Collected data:

☆ ☆ ☆ ☆ ☆ ☆ ☆

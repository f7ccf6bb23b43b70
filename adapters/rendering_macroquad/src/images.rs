use std::{
    collections::HashMap,
    fs,
    path::{Path, PathBuf},
};

use anyhow::{bail, Context, Result};
use macroquad::texture::Texture2D;
use snake_rendering::ImageKey;
use tracing::debug;

const SUPPORTED_MANIFEST_VERSION: u32 = 1;

/// Cache of textures loaded from the image manifest.
#[derive(Debug)]
pub struct ImageAtlas {
    textures: HashMap<ImageKey, Texture2D>,
}

impl ImageAtlas {
    /// Loads images from the manifest located at the provided path.
    ///
    /// Must be called from inside the macroquad window, after the graphics
    /// context exists.
    pub fn from_manifest_path(path: impl AsRef<Path>) -> Result<Self> {
        Self::from_manifest_with_loader(path, default_loader)
    }

    /// Returns the default manifest path relative to the working directory.
    #[must_use]
    pub fn default_manifest_path() -> PathBuf {
        PathBuf::from("assets/manifest.toml")
    }

    /// Returns whether the atlas contains the provided key.
    #[must_use]
    pub fn contains(&self, key: ImageKey) -> bool {
        self.textures.contains_key(&key)
    }

    /// Retrieves the texture associated with the provided key.
    #[must_use]
    pub fn texture(&self, key: ImageKey) -> Option<Texture2D> {
        self.textures.get(&key).copied()
    }

    fn from_manifest_with_loader(
        path: impl AsRef<Path>,
        mut loader: impl FnMut(ImageKey, &Path) -> Result<Texture2D>,
    ) -> Result<Self> {
        let manifest_path = path.as_ref();
        let contents = fs::read_to_string(manifest_path).with_context(|| {
            format!(
                "failed to read image manifest at {}",
                manifest_path.display()
            )
        })?;
        let base = manifest_path
            .parent()
            .map(Path::to_path_buf)
            .unwrap_or_else(|| PathBuf::from("."));
        let entries = parse_manifest(&contents, &base)?;
        Self::from_entries(entries, &mut loader)
    }

    fn from_entries(
        entries: Vec<(ImageKey, PathBuf)>,
        loader: &mut impl FnMut(ImageKey, &Path) -> Result<Texture2D>,
    ) -> Result<Self> {
        let mut textures = HashMap::with_capacity(entries.len());
        for (key, path) in entries {
            let texture = loader(key, &path).with_context(|| {
                format!("failed to load image {key:?} from {}", path.display())
            })?;
            debug!(?key, path = %path.display(), "image loaded");
            if textures.insert(key, texture).is_some() {
                bail!("duplicate image entry for {key:?}");
            }
        }
        Ok(Self { textures })
    }
}

fn default_loader(_key: ImageKey, path: &Path) -> Result<Texture2D> {
    let bytes = fs::read(path)
        .with_context(|| format!("failed to read image asset at {}", path.display()))?;
    Ok(Texture2D::from_file_with_format(&bytes, None))
}

#[derive(Debug, serde::Deserialize)]
struct Manifest {
    version: u32,
    images: HashMap<String, String>,
}

fn parse_manifest(contents: &str, base_path: &Path) -> Result<Vec<(ImageKey, PathBuf)>> {
    let manifest: Manifest =
        toml::from_str(contents).context("failed to parse image manifest toml contents")?;
    if manifest.version != SUPPORTED_MANIFEST_VERSION {
        bail!(
            "unsupported image manifest version {}; expected {}",
            manifest.version,
            SUPPORTED_MANIFEST_VERSION
        );
    }

    let mut resolved = HashMap::new();
    for (name, relative_path) in manifest.images {
        let Some(key) = ImageKey::from_manifest_name(&name) else {
            bail!("unknown image key `{name}` in manifest");
        };
        let _ = resolved.insert(key, base_path.join(relative_path));
    }

    let mut ordered = Vec::with_capacity(ImageKey::ALL.len());
    for key in ImageKey::ALL {
        let Some(path) = resolved.remove(&key) else {
            bail!("image manifest missing entry for {key:?}");
        };
        ordered.push((key, path));
    }

    Ok(ordered)
}

#[cfg(test)]
mod tests {
    use super::*;
    use std::cell::RefCell;

    #[test]
    fn manifest_requires_every_known_key() {
        let manifest = r#"
            version = 1

            [images]
        "#;

        let result = parse_manifest(manifest, Path::new("assets"));
        assert!(result.is_err(), "manifest missing GameOver should fail");
    }

    #[test]
    fn manifest_rejects_unknown_keys() {
        let manifest = r#"
            version = 1

            [images]
            GameOver = "game-over.png"
            Victory = "victory.png"
        "#;

        let result = parse_manifest(manifest, Path::new("assets"));
        assert!(result.is_err(), "unknown keys must be rejected");
    }

    #[test]
    fn manifest_rejects_other_versions() {
        let manifest = r#"
            version = 2

            [images]
            GameOver = "game-over.png"
        "#;

        let error = parse_manifest(manifest, Path::new("assets")).expect_err("version 2");
        assert!(error.to_string().contains("unsupported image manifest version 2"));
    }

    #[test]
    fn manifest_resolves_paths_relative_to_base_directory() {
        let manifest = r#"
            version = 1

            [images]
            GameOver = "ui/game-over.png"
        "#;

        let parsed = parse_manifest(manifest, Path::new("root")).expect("manifest should parse");
        assert_eq!(
            parsed,
            vec![(ImageKey::GameOver, PathBuf::from("root/ui/game-over.png"))]
        );
    }

    #[test]
    fn atlas_loads_each_image_once() {
        let entries = vec![(ImageKey::GameOver, PathBuf::from("game-over.png"))];
        let load_counts = RefCell::new(HashMap::new());
        let atlas = ImageAtlas::from_entries(entries, &mut |key, _| {
            *load_counts.borrow_mut().entry(key).or_insert(0) += 1;
            Ok(Texture2D::empty())
        })
        .expect("atlas should load textures once");

        for key in ImageKey::ALL {
            assert!(atlas.contains(key));
            assert!(atlas.texture(key).is_some());
        }
        assert_eq!(load_counts.into_inner().get(&ImageKey::GameOver), Some(&1));
    }

    #[test]
    fn loader_failures_carry_the_image_path() {
        let entries = vec![(ImageKey::GameOver, PathBuf::from("missing.png"))];
        let error = ImageAtlas::from_entries(entries, &mut |_, _| bail!("no such file"))
            .expect_err("loader failure should propagate");

        assert!(format!("{error:#}").contains("missing.png"));
    }

    #[test]
    fn missing_manifest_is_reported_with_its_path() {
        let error = ImageAtlas::from_manifest_with_loader("does/not/exist.toml", |_, _| {
            Ok(Texture2D::empty())
        })
        .expect_err("manifest does not exist");

        assert!(error.to_string().contains("does/not/exist.toml"));
    }
}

☆ ☆ ☆ ☆ ☆ ☆ ☆

### Work required
Every entry should be duplicated exactly as written.

### The completed task
repository f7ccf6bb23b43b70
filename adapters/rendering_macroquad/src/images.rs
use std::{
    collections::HashMap,
    fs,
    path::{Path, PathBuf},
};

use anyhow::{bail, Context, Result};
use macroquad::texture::Texture2D;
use snake_rendering::ImageKey;
use tracing::debug;

const SUPPORTED_MANIFEST_VERSION: u32 = 1;

/// Cache of textures loaded from the image manifest.
#[derive(Debug)]
pub struct ImageAtlas {
    textures: HashMap<ImageKey, Texture2D>,
}

impl ImageAtlas {
    /// Loads images from the manifest located at the provided path.
    ///
    /// Must be called from inside the macroquad window, after the graphics
    /// context exists.
    pub fn from_manifest_path(path: impl AsRef<Path>) -> Result<Self> {
        Self::from_manifest_with_loader(path, default_loader)
    }

    /// Returns the default manifest path relative to the working directory.
    #[must_use]
    pub fn default_manifest_path() -> PathBuf {
        PathBuf::from("assets/manifest.toml")
    }

    /// Returns whether the atlas contains the provided key.
    #[must_use]
    pub fn contains(&self, key: ImageKey) -> bool {
        self.textures.contains_key(&key)
    }

    /// Retrieves the texture associated with the provided key.
    #[must_use]
    pub fn texture(&self, key: ImageKey) -> Option<Texture2D> {
        self.textures.get(&key).copied()
    }

    fn from_manifest_with_loader(
        path: impl AsRef<Path>,
        mut loader: impl FnMut(ImageKey, &Path) -> Result<Texture2D>,
    ) -> Result<Self> {
        let manifest_path = path.as_ref();
        let contents = fs::read_to_string(manifest_path).with_context(|| {
            format!(
                "failed to read image manifest at {}",
                manifest_path.display()
            )
        })?;
        let base = manifest_path
            .parent()
            .map(Path::to_path_buf)
            .unwrap_or_else(|| PathBuf::from("."));
        let entries = parse_manifest(&contents, &base)?;
        Self::from_entries(entries, &mut loader)
    }

    fn from_entries(
        entries: Vec<(ImageKey, PathBuf)>,
        loader: &mut impl FnMut(ImageKey, &Path) -> Result<Texture2D>,
    ) -> Result<Self> {
        let mut textures = HashMap::with_capacity(entries.len());
        for (key, path) in entries {
            let texture = loader(key, &path).with_context(|| {
                format!("failed to load image {key:?} from {}", path.display())
            })?;
            debug!(?key, path = %path.display(), "image loaded");
            if textures.insert(key, texture).is_some() {
                bail!("duplicate image entry for {key:?}");
            }
        }
        Ok(Self { textures })
    }
}

fn default_loader(_key: ImageKey, path: &Path) -> Result<Texture2D> {
    let bytes = fs::read(path)
        .with_context(|| format!("failed to read image asset at {}", path.display()))?;
    Ok(Texture2D::from_file_with_format(&bytes, None))
}

#[derive(Debug, serde::Deserialize)]
struct Manifest {
    version: u32,
    images: HashMap<String, String>,
}

fn parse_manifest(contents: &str, base_path: &Path) -> Result<Vec<(ImageKey, PathBuf)>> {
    let manifest: Manifest =
        toml::from_str(contents).context("failed to parse image manifest toml contents")?;
    if manifest.version != SUPPORTED_MANIFEST_VERSION {
        bail!(
            "unsupported image manifest version {}; expected {}",
            manifest.version,
            SUPPORTED_MANIFEST_VERSION
        );
    }

    let mut resolved = HashMap::new();
    for (name, relative_path) in manifest.images {
        let Some(key) = ImageKey::from_manifest_name(&name) else {
            bail!("unknown image key `{name}` in manifest");
        };
        let _ = resolved.insert(key, base_path.join(relative_path));
    }

    let mut ordered = Vec::with_capacity(ImageKey::ALL.len());
    for key in ImageKey::ALL {
        let Some(path) = resolved.remove(&key) else {
            bail!("image manifest missing entry for {key:?}");
        };
        ordered.push((key, path));
    }

    Ok(ordered)
}

#[cfg(test)]
mod tests {
    use super::*;
    use std::cell::RefCell;

    #[test]
    fn manifest_requires_every_known_key() {
        let manifest = r#"
            version = 1

            [images]
        "#;

        let result = parse_manifest(manifest, Path::new("assets"));
        assert!(result.is_err(), "manifest missing GameOver should fail");
    }

    #[test]
    fn manifest_rejects_unknown_keys() {
        let manifest = r#"
            version = 1

            [images]
            GameOver = "game-over.png"
            Victory = "victory.png"
        "#;

        let result = parse_manifest(manifest, Path::new("assets"));
        assert!(result.is_err(), "unknown keys must be rejected");
    }

    #[test]
    fn manifest_rejects_other_versions() {
        let manifest = r#"
            version = 2

            [images]
            GameOver = "game-over.png"
        "#;

        let error = parse_manifest(manifest, Path::new("assets")).expect_err("version 2");
        assert!(error.to_string().contains("unsupported image manifest version 2"));
    }

    #[test]
    fn manifest_resolves_paths_relative_to_base_directory() {
        let manifest = r#"
            version = 1

            [images]
            GameOver = "ui/game-over.png"
        "#;

        let parsed = parse_manifest(manifest, Path::new("root")).expect("manifest should parse");
        assert_eq!(
            parsed,
            vec![(ImageKey::GameOver, PathBuf::from("root/ui/game-over.png"))]
        );
    }

    #[test]
    fn atlas_loads_each_image_once() {
        let entries = vec![(ImageKey::GameOver, PathBuf::from("game-over.png"))];
        let load_counts = RefCell::new(HashMap::new());
        let atlas = ImageAtlas::from_entries(entries, &mut |key, _| {
            *load_counts.borrow_mut().entry(key).or_insert(0) += 1;
            Ok(Texture2D::empty())
        })
        .expect("atlas should load textures once");

        for key in ImageKey::ALL {
            assert!(atlas.contains(key));
            assert!(atlas.texture(key).is_some());
        }
        assert_eq!(load_counts.into_inner().get(&ImageKey::GameOver), Some(&1));
    }

    #[test]
    fn loader_failures_carry_the_image_path() {
        let entries = vec![(ImageKey::GameOver, PathBuf::from("missing.png"))];
        let error = ImageAtlas::from_entries(entries, &mut |_, _| bail!("no such file"))
            .expect_err("loader failure should propagate");

        assert!(format!("{error:#}").contains("missing.png"));
    }

    #[test]
    fn missing_manifest_is_reported_with_its_path() {
        let error = ImageAtlas::from_manifest_with_loader("does/not/exist.toml", |_, _| {
            Ok(Texture2D::empty())
        })
        .expect_err("manifest does not exist");

        assert!(error.to_string().contains("does/not/exist.toml"));
    }
}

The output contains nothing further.